Work item: The answer must consist of each line below that contains the string "RotateOutcome".

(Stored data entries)

┌──

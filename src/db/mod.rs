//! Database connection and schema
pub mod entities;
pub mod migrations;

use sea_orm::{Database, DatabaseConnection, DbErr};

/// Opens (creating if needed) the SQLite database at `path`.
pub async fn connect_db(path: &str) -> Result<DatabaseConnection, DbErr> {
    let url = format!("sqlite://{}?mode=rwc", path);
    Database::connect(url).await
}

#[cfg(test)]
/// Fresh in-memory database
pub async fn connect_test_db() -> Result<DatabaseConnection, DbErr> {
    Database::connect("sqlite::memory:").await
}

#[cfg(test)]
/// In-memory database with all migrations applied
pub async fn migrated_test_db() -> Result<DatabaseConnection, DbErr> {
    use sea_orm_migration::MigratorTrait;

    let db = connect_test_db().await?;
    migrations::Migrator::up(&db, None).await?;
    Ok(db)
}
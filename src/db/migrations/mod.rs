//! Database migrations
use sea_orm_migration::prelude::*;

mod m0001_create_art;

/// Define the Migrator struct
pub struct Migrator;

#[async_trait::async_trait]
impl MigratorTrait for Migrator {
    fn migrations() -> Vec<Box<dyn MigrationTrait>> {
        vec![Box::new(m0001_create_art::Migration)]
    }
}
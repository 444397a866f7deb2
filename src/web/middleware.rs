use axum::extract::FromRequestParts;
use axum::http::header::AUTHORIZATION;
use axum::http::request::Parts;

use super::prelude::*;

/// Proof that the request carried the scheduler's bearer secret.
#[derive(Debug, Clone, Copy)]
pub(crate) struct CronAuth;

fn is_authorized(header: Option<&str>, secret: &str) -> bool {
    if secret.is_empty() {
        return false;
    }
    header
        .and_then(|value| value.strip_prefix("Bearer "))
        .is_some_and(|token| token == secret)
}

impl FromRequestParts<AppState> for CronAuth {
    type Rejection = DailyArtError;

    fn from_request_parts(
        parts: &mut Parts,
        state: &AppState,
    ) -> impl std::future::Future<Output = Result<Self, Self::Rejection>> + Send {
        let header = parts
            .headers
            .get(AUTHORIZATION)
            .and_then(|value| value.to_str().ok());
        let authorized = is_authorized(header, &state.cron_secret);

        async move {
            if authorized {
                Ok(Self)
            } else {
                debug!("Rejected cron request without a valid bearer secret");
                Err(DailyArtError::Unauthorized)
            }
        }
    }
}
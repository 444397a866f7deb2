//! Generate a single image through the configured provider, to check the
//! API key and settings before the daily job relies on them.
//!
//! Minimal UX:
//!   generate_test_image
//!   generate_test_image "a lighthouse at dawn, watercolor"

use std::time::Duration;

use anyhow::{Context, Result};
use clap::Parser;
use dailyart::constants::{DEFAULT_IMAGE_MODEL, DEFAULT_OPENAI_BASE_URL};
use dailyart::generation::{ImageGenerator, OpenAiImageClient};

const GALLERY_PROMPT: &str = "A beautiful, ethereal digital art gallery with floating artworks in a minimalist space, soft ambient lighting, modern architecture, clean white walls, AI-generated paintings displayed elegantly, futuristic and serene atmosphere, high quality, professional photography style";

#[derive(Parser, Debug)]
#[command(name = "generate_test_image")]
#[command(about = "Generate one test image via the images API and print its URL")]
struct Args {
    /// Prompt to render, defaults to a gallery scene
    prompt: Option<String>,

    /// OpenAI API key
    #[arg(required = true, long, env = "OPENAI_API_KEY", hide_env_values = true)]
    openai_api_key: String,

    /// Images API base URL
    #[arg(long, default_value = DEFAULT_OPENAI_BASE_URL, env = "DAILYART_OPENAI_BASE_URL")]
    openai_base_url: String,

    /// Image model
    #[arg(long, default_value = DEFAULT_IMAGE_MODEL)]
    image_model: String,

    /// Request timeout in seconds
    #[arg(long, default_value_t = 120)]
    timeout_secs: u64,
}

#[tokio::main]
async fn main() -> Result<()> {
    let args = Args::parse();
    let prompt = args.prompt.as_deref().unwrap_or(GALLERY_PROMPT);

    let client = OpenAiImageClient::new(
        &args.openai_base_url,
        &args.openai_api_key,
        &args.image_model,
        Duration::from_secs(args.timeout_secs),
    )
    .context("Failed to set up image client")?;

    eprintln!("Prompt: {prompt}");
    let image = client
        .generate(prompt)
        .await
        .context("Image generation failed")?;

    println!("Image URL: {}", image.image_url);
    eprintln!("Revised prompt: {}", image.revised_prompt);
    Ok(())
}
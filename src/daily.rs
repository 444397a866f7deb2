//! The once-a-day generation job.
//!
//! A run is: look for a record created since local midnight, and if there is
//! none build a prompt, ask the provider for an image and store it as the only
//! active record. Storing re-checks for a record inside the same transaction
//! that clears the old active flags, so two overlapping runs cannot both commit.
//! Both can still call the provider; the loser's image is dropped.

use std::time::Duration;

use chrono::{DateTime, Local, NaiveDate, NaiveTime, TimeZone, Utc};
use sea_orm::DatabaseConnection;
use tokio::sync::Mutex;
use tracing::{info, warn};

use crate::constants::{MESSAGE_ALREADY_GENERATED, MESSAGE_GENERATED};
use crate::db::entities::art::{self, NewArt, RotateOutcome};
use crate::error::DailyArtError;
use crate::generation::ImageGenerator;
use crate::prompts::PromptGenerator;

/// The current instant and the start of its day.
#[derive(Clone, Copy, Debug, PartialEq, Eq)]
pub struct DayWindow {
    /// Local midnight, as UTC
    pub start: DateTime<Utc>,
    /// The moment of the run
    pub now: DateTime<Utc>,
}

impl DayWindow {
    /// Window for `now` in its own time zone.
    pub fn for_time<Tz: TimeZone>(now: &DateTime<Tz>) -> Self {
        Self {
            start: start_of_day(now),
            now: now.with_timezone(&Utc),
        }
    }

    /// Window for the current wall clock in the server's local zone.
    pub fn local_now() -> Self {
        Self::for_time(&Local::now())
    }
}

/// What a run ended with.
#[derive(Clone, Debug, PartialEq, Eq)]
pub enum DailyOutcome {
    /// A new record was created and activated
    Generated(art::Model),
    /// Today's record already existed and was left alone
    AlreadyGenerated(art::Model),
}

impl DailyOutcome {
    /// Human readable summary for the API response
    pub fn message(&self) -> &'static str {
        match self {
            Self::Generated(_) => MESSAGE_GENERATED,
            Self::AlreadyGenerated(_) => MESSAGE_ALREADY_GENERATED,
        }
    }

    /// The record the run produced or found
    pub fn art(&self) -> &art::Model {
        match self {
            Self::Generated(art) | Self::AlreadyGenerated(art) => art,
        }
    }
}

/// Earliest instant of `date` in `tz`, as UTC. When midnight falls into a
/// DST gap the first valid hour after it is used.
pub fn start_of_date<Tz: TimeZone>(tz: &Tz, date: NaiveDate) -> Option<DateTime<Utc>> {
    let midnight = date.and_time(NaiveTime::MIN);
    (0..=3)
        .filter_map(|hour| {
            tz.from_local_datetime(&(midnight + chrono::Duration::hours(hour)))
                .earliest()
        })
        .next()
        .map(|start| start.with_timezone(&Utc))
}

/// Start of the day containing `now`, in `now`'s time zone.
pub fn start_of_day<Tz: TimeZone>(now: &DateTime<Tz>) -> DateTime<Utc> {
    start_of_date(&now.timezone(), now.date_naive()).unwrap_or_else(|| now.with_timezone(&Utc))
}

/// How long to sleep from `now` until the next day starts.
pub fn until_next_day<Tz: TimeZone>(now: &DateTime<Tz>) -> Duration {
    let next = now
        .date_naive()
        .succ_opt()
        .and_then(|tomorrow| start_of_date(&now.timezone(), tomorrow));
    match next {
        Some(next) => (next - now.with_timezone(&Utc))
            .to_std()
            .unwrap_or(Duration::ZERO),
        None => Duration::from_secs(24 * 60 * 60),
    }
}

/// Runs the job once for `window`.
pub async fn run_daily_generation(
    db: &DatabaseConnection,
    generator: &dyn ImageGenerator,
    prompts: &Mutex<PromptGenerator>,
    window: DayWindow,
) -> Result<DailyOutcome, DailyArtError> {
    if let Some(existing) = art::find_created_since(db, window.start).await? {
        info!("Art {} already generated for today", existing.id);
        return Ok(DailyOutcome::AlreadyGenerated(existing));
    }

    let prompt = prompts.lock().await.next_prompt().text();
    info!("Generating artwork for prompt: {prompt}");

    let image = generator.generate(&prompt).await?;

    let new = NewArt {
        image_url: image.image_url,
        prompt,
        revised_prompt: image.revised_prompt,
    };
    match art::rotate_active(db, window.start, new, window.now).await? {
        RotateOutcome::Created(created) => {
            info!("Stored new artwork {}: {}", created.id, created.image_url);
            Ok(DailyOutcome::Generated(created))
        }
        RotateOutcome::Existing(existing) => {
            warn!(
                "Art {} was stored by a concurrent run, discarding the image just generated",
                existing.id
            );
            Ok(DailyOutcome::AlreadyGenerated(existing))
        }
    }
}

└──

Result of the task:
use crate::db::entities::art::{self, NewArt, RotateOutcome};
        RotateOutcome::Created(created) => {
        RotateOutcome::Existing(existing) => {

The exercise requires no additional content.